▸ ASSIGNMENT
Each line of the entries below that includes "found" belongs in your answer.

▸ RECORDS SUPPLIED

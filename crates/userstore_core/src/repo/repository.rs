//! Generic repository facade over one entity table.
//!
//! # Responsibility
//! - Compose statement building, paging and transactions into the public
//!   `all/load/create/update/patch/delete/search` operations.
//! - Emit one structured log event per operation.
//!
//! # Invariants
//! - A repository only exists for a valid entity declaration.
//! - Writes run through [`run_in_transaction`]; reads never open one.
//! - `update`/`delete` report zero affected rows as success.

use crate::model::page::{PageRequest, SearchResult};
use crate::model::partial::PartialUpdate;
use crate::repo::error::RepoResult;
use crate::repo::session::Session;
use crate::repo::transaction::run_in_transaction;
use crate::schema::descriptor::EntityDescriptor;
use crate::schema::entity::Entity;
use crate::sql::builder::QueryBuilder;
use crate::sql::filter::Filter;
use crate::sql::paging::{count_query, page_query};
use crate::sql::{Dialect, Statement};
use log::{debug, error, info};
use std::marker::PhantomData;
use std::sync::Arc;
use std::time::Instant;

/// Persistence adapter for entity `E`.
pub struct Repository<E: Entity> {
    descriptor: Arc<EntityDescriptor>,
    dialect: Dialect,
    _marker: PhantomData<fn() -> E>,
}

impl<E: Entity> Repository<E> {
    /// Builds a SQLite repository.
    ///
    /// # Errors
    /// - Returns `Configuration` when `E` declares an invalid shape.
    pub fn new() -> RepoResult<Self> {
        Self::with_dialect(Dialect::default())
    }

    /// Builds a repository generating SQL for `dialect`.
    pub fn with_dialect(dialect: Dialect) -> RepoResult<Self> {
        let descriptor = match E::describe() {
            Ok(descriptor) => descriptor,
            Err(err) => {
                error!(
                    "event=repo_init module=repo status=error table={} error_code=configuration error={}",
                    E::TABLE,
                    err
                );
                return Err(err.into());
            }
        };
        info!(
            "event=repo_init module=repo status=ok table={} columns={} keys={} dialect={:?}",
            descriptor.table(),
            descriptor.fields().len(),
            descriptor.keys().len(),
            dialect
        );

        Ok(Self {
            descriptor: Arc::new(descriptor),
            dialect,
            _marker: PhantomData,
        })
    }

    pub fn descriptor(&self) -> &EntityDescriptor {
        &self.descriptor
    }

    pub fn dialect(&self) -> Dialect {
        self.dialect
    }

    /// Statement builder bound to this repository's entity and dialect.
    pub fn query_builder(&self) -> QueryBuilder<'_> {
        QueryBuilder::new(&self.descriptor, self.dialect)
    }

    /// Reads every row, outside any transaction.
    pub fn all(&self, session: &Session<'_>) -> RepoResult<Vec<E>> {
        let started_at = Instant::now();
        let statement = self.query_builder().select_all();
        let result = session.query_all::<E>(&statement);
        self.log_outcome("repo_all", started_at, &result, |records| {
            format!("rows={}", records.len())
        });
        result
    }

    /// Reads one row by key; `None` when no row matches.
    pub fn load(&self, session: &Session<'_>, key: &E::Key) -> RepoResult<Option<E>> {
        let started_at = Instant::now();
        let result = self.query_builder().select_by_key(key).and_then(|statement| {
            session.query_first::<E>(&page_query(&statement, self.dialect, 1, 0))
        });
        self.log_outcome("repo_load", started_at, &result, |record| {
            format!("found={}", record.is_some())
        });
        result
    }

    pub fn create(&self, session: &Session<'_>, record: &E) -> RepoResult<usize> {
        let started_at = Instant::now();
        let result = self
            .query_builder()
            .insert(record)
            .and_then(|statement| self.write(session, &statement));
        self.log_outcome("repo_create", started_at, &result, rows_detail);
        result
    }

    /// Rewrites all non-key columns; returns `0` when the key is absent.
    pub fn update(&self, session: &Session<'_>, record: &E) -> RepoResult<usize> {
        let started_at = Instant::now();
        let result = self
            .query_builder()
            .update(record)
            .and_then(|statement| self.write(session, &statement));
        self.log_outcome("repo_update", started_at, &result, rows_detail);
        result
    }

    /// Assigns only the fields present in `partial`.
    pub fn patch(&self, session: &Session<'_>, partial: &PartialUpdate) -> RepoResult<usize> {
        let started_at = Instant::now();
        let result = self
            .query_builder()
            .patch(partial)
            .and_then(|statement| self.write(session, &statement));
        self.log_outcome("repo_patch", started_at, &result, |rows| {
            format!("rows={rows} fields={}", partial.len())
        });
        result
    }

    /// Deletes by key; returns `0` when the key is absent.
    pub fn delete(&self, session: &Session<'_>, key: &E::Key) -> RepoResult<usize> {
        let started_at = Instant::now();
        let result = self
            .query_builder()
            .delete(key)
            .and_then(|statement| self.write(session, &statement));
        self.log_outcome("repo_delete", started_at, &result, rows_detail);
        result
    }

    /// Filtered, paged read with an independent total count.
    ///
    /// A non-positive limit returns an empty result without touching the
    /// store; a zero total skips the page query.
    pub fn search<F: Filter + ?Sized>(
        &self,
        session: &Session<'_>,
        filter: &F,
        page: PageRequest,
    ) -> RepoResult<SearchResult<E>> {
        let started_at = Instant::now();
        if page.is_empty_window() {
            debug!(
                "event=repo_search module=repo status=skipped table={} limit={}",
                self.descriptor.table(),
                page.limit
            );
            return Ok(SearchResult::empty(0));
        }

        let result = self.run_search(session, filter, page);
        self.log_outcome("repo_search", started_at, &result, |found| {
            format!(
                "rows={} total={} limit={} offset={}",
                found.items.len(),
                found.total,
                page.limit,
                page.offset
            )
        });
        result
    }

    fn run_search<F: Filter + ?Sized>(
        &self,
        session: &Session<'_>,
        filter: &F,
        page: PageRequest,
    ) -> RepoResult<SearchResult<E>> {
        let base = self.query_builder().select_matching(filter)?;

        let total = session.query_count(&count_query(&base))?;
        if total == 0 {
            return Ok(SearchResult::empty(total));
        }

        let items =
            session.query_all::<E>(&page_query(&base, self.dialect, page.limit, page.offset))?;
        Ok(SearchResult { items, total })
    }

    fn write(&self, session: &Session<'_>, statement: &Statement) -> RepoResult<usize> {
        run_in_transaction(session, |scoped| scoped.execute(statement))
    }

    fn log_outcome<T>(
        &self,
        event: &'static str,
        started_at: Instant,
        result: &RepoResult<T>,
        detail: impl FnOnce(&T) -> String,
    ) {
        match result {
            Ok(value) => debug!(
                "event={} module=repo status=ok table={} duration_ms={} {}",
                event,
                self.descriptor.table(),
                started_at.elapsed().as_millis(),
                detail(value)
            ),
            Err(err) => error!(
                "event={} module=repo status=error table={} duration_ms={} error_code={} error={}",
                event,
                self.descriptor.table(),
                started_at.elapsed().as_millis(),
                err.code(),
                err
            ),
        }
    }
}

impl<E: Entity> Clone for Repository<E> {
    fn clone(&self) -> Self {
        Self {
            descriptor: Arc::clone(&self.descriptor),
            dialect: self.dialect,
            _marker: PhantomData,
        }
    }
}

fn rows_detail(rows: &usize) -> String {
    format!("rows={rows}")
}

▸ ANSWER TO THIS PROBLEM
            format!("found={}", record.is_some())
        self.log_outcome("repo_search", started_at, &result, |found| {
                found.items.len(),
                found.total,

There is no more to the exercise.